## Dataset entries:
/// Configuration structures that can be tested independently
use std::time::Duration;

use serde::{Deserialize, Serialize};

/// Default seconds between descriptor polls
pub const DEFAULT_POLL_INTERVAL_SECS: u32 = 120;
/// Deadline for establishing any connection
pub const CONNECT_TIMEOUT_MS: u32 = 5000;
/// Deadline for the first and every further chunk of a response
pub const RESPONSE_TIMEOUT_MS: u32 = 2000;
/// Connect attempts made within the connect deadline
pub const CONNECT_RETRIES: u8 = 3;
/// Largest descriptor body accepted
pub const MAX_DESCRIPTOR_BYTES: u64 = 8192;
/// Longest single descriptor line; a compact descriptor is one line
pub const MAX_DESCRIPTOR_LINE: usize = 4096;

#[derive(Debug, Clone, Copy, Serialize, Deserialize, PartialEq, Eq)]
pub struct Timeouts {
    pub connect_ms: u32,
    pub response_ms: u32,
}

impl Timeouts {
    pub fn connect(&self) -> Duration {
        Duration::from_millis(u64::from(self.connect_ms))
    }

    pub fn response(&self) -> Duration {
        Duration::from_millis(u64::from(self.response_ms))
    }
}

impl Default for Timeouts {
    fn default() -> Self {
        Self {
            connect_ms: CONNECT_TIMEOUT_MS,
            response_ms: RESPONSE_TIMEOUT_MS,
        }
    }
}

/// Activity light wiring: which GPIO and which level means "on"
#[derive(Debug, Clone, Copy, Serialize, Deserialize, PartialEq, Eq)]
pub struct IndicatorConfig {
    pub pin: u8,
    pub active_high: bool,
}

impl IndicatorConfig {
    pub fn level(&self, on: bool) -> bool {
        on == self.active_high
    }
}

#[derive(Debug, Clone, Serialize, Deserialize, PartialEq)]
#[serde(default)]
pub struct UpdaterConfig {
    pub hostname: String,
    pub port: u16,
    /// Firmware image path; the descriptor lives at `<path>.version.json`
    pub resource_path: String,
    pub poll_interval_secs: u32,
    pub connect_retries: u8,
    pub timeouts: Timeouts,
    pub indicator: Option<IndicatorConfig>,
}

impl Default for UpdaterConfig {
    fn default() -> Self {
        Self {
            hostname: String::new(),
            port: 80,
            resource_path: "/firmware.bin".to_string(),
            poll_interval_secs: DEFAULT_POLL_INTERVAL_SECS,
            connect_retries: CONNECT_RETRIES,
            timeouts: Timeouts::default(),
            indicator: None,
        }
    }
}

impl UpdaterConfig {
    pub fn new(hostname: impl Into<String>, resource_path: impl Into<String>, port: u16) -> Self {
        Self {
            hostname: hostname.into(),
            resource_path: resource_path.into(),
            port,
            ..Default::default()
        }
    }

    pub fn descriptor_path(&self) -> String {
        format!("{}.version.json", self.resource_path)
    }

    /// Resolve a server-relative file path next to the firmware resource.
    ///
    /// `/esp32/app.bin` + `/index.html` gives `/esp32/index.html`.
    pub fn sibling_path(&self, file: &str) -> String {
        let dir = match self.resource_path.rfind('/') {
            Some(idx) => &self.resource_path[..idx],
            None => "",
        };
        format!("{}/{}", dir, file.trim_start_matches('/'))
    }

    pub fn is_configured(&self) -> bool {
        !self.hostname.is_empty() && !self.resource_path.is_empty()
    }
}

## Task goal:
Copy every record shown above, exactly and completely.

## Written solution:
/// Configuration structures that can be tested independently
use std::time::Duration;

use serde::{Deserialize, Serialize};

/// Default seconds between descriptor polls
pub const DEFAULT_POLL_INTERVAL_SECS: u32 = 120;
/// Deadline for establishing any connection
pub const CONNECT_TIMEOUT_MS: u32 = 5000;
/// Deadline for the first and every further chunk of a response
pub const RESPONSE_TIMEOUT_MS: u32 = 2000;
/// Connect attempts made within the connect deadline
pub const CONNECT_RETRIES: u8 = 3;
/// Largest descriptor body accepted
pub const MAX_DESCRIPTOR_BYTES: u64 = 8192;
/// Longest single descriptor line; a compact descriptor is one line
pub const MAX_DESCRIPTOR_LINE: usize = 4096;

#[derive(Debug, Clone, Copy, Serialize, Deserialize, PartialEq, Eq)]
pub struct Timeouts {
    pub connect_ms: u32,
    pub response_ms: u32,
}

impl Timeouts {
    pub fn connect(&self) -> Duration {
        Duration::from_millis(u64::from(self.connect_ms))
    }

    pub fn response(&self) -> Duration {
        Duration::from_millis(u64::from(self.response_ms))
    }
}

impl Default for Timeouts {
    fn default() -> Self {
        Self {
            connect_ms: CONNECT_TIMEOUT_MS,
            response_ms: RESPONSE_TIMEOUT_MS,
        }
    }
}

/// Activity light wiring: which GPIO and which level means "on"
#[derive(Debug, Clone, Copy, Serialize, Deserialize, PartialEq, Eq)]
pub struct IndicatorConfig {
    pub pin: u8,
    pub active_high: bool,
}

impl IndicatorConfig {
    pub fn level(&self, on: bool) -> bool {
        on == self.active_high
    }
}

#[derive(Debug, Clone, Serialize, Deserialize, PartialEq)]
#[serde(default)]
pub struct UpdaterConfig {
    pub hostname: String,
    pub port: u16,
    /// Firmware image path; the descriptor lives at `<path>.version.json`
    pub resource_path: String,
    pub poll_interval_secs: u32,
    pub connect_retries: u8,
    pub timeouts: Timeouts,
    pub indicator: Option<IndicatorConfig>,
}

impl Default for UpdaterConfig {
    fn default() -> Self {
        Self {
            hostname: String::new(),
            port: 80,
            resource_path: "/firmware.bin".to_string(),
            poll_interval_secs: DEFAULT_POLL_INTERVAL_SECS,
            connect_retries: CONNECT_RETRIES,
            timeouts: Timeouts::default(),
            indicator: None,
        }
    }
}

impl UpdaterConfig {
    pub fn new(hostname: impl Into<String>, resource_path: impl Into<String>, port: u16) -> Self {
        Self {
            hostname: hostname.into(),
            resource_path: resource_path.into(),
            port,
            ..Default::default()
        }
    }

    pub fn descriptor_path(&self) -> String {
        format!("{}.version.json", self.resource_path)
    }

    /// Resolve a server-relative file path next to the firmware resource.
    ///
    /// `/esp32/app.bin` + `/index.html` gives `/esp32/index.html`.
    pub fn sibling_path(&self, file: &str) -> String {
        let dir = match self.resource_path.rfind('/') {
            Some(idx) => &self.resource_path[..idx],
            None => "",
        };
        format!("{}/{}", dir, file.trim_start_matches('/'))
    }

    pub fn is_configured(&self) -> bool {
        !self.hostname.is_empty() && !self.resource_path.is_empty()
    }
}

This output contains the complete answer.